(The problem): Your answer should be the lines of the listing that contain the word "remaining".

_____

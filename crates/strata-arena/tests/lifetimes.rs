//! Object lifetime accounting: which slots are destroyed and reconstructed
//! by each arena operation.

use strata_arena::{ArenaConfig, BlockArena};
use strata_test_utils::{init_logging, life_counts, reset_life_counts, LifeCounts, Tracked};

fn counts(defaults: usize, drops: usize) -> LifeCounts {
    LifeCounts { defaults, drops }
}

#[test]
fn configure_constructs_nothing() {
    reset_life_counts();
    let arena: BlockArena<Tracked> = BlockArena::with_block_size(8);
    assert_eq!(life_counts(), counts(0, 0));
    drop(arena);
    assert_eq!(life_counts(), counts(0, 0));
}

#[test]
fn growth_constructs_a_whole_block() {
    init_logging();
    reset_life_counts();
    let mut arena: BlockArena<Tracked> = BlockArena::with_block_size(4);
    arena.push(Tracked::new(1));
    // Four defaults for the block, one of them replaced by the pushed value.
    assert_eq!(life_counts(), counts(4, 1));

    arena.alloc(3);
    assert_eq!(life_counts(), counts(4, 1));
}

#[test]
fn rollback_reconstructs_only_released_slots() {
    reset_life_counts();
    let mut arena: BlockArena<Tracked> = BlockArena::with_block_size(4);
    arena.push(Tracked::new(1));
    arena.push(Tracked::new(2));
    let cp = arena.checkpoint();
    for v in 3..=6 {
        arena.push(Tracked::new(v));
    }
    assert_eq!(arena.block_count(), 2);

    reset_life_counts();
    assert!(arena.rollback_to(cp));
    // Slots 2..4 of block 0 and 0..2 of block 1.
    assert_eq!(life_counts(), counts(4, 4));
    assert_eq!(arena.element_at(1).value, 2);
}

#[test]
fn rollback_all_reconstructs_every_slot() {
    reset_life_counts();
    let mut arena: BlockArena<Tracked> = BlockArena::with_block_size(4);
    for v in 0..5 {
        arena.push(Tracked::new(v));
    }

    reset_life_counts();
    arena.rollback_all();
    assert_eq!(life_counts(), counts(8, 8));
    assert_eq!(arena.block_count(), 2);
}

#[test]
fn remove_last_hands_back_the_value() {
    reset_life_counts();
    let mut arena: BlockArena<Tracked> = BlockArena::with_block_size(4);
    arena.push(Tracked::new(9));

    reset_life_counts();
    let value = arena.remove_last();
    assert_eq!(value, Tracked::new(9));
    // The compared temporary above was dropped; the slot got a fresh default.
    assert_eq!(life_counts(), counts(1, 1));
    drop(value);
    assert_eq!(life_counts(), counts(1, 2));
}

#[test]
fn reset_and_drop_release_every_slot() {
    reset_life_counts();
    let mut arena: BlockArena<Tracked> = BlockArena::with_block_size(4);
    for v in 0..5 {
        arena.push(Tracked::new(v));
    }
    reset_life_counts();
    arena.reset();
    assert_eq!(life_counts(), counts(0, 8));

    arena.configure(ArenaConfig::new(3));
    arena.push(Tracked::new(1));
    reset_life_counts();
    drop(arena);
    assert_eq!(life_counts(), counts(0, 3));
}

#[test]
fn reconfigure_releases_previous_blocks() {
    reset_life_counts();
    let mut arena: BlockArena<Tracked> = BlockArena::with_block_size(2);
    arena.push(Tracked::new(1));
    reset_life_counts();
    arena.set_block_size(6);
    assert_eq!(life_counts(), counts(0, 2));
    assert_eq!(arena.block_count(), 0);
}
//! Block-growable, stack-discipline object arena with checkpoint rollback.
//!
//! Hands out runs of constructed objects from preallocated fixed-size
//! blocks, and can roll back to an earlier allocation point without
//! releasing the underlying memory.
//!
//! # Architecture
//!
//! ```text
//! BlockArena<T> (operations, mode checks, rollback walk)
//! ├── ArenaConfig (block size, allocation mode, block cap)
//! ├── BlockStore<T> → Block<T>[] (Box<[T]> of `block_size` defaults)
//! └── Frontier (block index, remains) ── captured as Checkpoint
//! SharedArena<T> (optional Arc<Mutex<BlockArena<T>>>)
//! ```
//!
//! # Lifetime model
//!
//! Every slot of every block always holds a live `T`. Growing the store
//! default-constructs a whole block at once; claiming slots only moves the
//! frontier. Releasing slots (rollback, `remove_last`) destroys and
//! default-reconstructs them in place. Only [`BlockArena::reset`],
//! reconfiguration, or dropping the arena frees block memory.
//!
//! # Example
//!
//! ```
//! use strata_arena::BlockArena;
//!
//! let mut arena: BlockArena<u32> = BlockArena::with_block_size(4);
//! for v in 0..10 {
//!     arena.push(v);
//! }
//! let cp = arena.checkpoint();
//! for v in 10..15 {
//!     arena.push(v);
//! }
//! assert!(arena.rollback_to(cp));
//! assert_eq!(arena.len(), 10);
//! assert_eq!(arena.block_count(), 4);
//! ```

#![deny(missing_docs)]
#![deny(rustdoc::broken_intra_doc_links)]
#![deny(unsafe_code)]

pub mod arena;
pub mod block;
pub mod config;
pub mod error;
pub mod frontier;
pub mod shared;

// Public re-exports for the primary API surface.
pub use arena::{BlockArena, Run};
pub use config::{AllocMode, ArenaConfig};
pub use error::ArenaError;
pub use frontier::{Checkpoint, Frontier};
pub use shared::SharedArena;
//! The allocation cursor and rollback snapshots.
//!
//! A [`Frontier`] is the pair `(block index, remaining slots in that block)`.
//! The block index is `None` until the first block has been claimed, which
//! replaces the "index = -1" wraparound trick with an explicit state.
//!
//! A [`Checkpoint`] is a frontier frozen at capture time, tagged with the
//! configuration epoch of the arena that produced it.

use std::cmp::Ordering;

/// Position of the next free slot in a block arena.
#[derive(Clone, Copy, Debug, PartialEq, Eq, Hash)]
pub struct Frontier {
    /// Block currently being filled, or `None` before the first claim.
    pub index: Option<usize>,
    /// Free slots left in the current block.
    pub remains: usize,
}

impl Frontier {
    /// The "no block yet" frontier of a freshly configured arena.
    pub const EMPTY: Frontier = Frontier {
        index: None,
        remains: 0,
    };

    /// Frontier at the start of block 0, as left by a full rollback.
    pub fn start(block_size: usize) -> Self {
        Self {
            index: Some(0),
            remains: block_size,
        }
    }

    /// Number of slots claimed before this frontier.
    ///
    /// Counts every slot of every earlier block, including tails abandoned
    /// by a run that did not fit.
    pub fn position(&self, block_size: usize) -> usize {
        match self.index {
            Some(index) => index * block_size + (block_size - self.remains),
            None => 0,
        }
    }

    /// Offset of the next free slot within the current block.
    pub fn offset(&self, block_size: usize) -> usize {
        block_size - self.remains
    }
}

impl Default for Frontier {
    fn default() -> Self {
        Self::EMPTY
    }
}

impl PartialOrd for Frontier {
    fn partial_cmp(&self, other: &Self) -> Option<Ordering> {
        Some(self.cmp(other))
    }
}

/// Allocation order: a later block is later; within one block, fewer
/// remaining slots is later. `None` precedes every block.
impl Ord for Frontier {
    fn cmp(&self, other: &Self) -> Ordering {
        self.index
            .cmp(&other.index)
            .then_with(|| other.remains.cmp(&self.remains))
    }
}

/// An opaque snapshot of an arena's frontier.
///
/// Captured with [`BlockArena::checkpoint`](crate::BlockArena::checkpoint)
/// and consumed by [`BlockArena::rollback_to`](crate::BlockArena::rollback_to).
/// Checkpoints from the same configuration epoch compare in allocation order;
/// checkpoints from different epochs are incomparable.
#[derive(Clone, Copy, Debug, PartialEq, Eq, Hash)]
pub struct Checkpoint {
    frontier: Frontier,
    epoch: u64,
}

impl Checkpoint {
    pub(crate) fn new(frontier: Frontier, epoch: u64) -> Self {
        Self { frontier, epoch }
    }

    /// The frontier recorded at capture time.
    pub fn frontier(&self) -> Frontier {
        self.frontier
    }

    /// Configuration epoch of the arena at capture time.
    pub fn epoch(&self) -> u64 {
        self.epoch
    }
}

impl PartialOrd for Checkpoint {
    fn partial_cmp(&self, other: &Self) -> Option<Ordering> {
        if self.epoch != other.epoch {
            return None;
        }
        Some(self.frontier.cmp(&other.frontier))
    }
}
//! Strata: block-growable object arenas with checkpoint rollback.
//!
//! This is the top-level facade crate that re-exports the public API of the
//! Strata sub-crates. Adding `strata` as a single dependency is enough for
//! most users.
//!
//! # Quick start
//!
//! ```rust
//! use strata::prelude::*;
//!
//! // Scratch storage for a pass that may be abandoned half way.
//! let mut scratch: BlockArena<[f32; 3]> = BlockArena::with_block_size(256);
//! let cp = scratch.checkpoint();
//!
//! let run = scratch.alloc(8).unwrap();
//! for (i, p) in scratch.run_mut(&run).iter_mut().enumerate() {
//!     *p = [i as f32, 0.0, 1.0];
//! }
//! assert_eq!(scratch.len(), 8);
//!
//! // Discard the pass; the block stays allocated for the next one.
//! assert!(scratch.rollback_to(cp));
//! assert!(scratch.is_empty());
//! assert_eq!(scratch.block_count(), 1);
//! ```
//!
//! # Modules
//!
//! | Module | Sub-crate | Contents |
//! |--------|-----------|----------|
//! | [`arena`] | `strata-arena` | `BlockArena`, checkpoints, config, errors, `SharedArena` |

#![deny(missing_docs)]
#![deny(rustdoc::broken_intra_doc_links)]
#![forbid(unsafe_code)]

/// Block arena, checkpoints and configuration (`strata-arena`).
///
/// [`arena::BlockArena`] is the main type; [`arena::SharedArena`] adds a
/// scoped lock for use across threads.
pub use strata_arena as arena;

/// Common imports for typical Strata usage.
///
/// ```rust
/// use strata::prelude::*;
/// ```
pub mod prelude {
    // Arena
    pub use strata_arena::{BlockArena, Checkpoint, Run, SharedArena};

    // Configuration
    pub use strata_arena::{AllocMode, ArenaConfig};

    // Errors
    pub use strata_arena::ArenaError;
}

_____

(Answer section):
//! A [`Frontier`] is the pair `(block index, remaining slots in that block)`.
/// remaining slots is later. `None` precedes every block.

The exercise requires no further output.